INPUT RECORDS:
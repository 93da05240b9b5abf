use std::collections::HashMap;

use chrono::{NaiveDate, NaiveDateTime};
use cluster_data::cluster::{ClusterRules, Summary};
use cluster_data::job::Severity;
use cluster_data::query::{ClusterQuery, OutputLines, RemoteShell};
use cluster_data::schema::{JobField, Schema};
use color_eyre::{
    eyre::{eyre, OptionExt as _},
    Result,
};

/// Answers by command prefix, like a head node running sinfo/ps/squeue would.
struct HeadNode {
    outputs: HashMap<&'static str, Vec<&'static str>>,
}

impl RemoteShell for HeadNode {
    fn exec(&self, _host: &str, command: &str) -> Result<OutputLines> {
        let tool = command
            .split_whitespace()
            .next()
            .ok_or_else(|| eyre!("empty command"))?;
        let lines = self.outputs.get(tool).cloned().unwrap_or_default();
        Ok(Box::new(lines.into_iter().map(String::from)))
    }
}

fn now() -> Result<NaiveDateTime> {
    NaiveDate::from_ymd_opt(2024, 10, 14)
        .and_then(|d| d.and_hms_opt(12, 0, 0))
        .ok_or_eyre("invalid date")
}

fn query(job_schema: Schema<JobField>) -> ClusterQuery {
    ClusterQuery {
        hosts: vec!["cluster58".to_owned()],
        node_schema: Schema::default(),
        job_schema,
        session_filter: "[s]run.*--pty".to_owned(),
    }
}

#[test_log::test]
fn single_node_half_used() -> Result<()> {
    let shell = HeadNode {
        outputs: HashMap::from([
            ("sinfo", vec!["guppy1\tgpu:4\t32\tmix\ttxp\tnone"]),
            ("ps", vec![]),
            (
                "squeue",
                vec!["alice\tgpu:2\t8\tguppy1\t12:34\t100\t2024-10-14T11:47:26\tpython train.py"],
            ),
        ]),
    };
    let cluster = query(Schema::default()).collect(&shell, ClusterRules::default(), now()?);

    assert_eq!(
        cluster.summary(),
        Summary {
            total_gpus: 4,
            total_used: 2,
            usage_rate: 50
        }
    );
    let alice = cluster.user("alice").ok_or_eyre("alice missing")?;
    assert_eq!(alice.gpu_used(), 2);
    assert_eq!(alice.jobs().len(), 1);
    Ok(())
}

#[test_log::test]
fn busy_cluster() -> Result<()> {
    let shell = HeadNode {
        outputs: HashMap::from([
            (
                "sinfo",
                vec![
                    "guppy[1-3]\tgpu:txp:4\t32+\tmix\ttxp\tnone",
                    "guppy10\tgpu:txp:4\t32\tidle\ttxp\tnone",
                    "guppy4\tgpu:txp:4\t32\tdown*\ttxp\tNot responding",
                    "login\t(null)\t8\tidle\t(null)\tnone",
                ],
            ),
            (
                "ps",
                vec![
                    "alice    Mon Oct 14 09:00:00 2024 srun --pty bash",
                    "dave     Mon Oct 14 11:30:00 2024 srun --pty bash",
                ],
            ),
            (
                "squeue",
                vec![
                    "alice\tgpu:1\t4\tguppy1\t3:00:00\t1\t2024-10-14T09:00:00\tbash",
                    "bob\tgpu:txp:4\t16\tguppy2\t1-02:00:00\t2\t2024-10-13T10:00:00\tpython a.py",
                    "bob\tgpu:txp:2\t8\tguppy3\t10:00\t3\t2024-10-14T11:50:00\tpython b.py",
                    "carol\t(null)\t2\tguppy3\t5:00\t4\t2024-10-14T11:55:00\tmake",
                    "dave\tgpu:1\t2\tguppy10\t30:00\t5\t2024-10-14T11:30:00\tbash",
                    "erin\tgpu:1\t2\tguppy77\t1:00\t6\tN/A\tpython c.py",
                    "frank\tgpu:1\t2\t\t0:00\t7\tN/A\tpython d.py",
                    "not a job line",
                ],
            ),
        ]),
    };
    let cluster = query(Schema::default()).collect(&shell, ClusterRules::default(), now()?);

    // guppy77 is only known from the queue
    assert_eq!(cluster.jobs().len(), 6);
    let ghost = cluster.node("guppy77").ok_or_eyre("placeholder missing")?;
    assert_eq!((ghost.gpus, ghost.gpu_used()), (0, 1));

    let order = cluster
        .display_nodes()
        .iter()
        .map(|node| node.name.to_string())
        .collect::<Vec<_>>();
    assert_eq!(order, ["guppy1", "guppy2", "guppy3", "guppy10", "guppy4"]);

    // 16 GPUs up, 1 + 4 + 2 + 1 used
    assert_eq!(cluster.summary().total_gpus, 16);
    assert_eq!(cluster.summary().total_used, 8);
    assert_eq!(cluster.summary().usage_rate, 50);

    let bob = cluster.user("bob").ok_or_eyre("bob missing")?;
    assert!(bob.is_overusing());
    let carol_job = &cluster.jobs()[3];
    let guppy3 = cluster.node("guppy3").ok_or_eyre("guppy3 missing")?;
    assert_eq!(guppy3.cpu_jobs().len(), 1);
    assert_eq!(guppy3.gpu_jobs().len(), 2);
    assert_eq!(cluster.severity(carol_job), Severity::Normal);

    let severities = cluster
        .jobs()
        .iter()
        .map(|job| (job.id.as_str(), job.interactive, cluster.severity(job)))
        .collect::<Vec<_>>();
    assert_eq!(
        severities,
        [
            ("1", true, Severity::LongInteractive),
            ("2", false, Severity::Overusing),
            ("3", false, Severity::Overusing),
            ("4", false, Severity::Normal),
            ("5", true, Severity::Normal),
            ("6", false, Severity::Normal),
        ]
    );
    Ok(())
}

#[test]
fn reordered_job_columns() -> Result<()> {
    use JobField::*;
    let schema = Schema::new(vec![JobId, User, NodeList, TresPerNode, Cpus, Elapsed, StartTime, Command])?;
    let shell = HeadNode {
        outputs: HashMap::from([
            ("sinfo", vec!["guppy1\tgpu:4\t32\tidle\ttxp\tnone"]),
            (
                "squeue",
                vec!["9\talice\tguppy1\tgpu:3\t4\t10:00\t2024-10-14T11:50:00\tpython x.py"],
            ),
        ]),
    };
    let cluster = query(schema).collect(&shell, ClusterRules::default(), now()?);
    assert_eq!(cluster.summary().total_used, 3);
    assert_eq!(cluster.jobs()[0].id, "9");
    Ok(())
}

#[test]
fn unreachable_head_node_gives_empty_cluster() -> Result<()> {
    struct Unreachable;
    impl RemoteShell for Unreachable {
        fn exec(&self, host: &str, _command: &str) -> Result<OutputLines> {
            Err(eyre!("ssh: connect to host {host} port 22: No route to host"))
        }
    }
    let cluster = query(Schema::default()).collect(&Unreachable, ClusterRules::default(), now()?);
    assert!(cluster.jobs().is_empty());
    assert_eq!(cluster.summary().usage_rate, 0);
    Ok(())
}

EXERCISE REQUIREMENTS: Filter the lines above, keeping and copying those that contain "sinfo".

RESULT BELOW:
/// Answers by command prefix, like a head node running sinfo/ps/squeue would.
            ("sinfo", vec!["guppy1\tgpu:4\t32\tmix\ttxp\tnone"]),
                "sinfo",
            ("sinfo", vec!["guppy1\tgpu:4\t32\tidle\ttxp\tnone"]),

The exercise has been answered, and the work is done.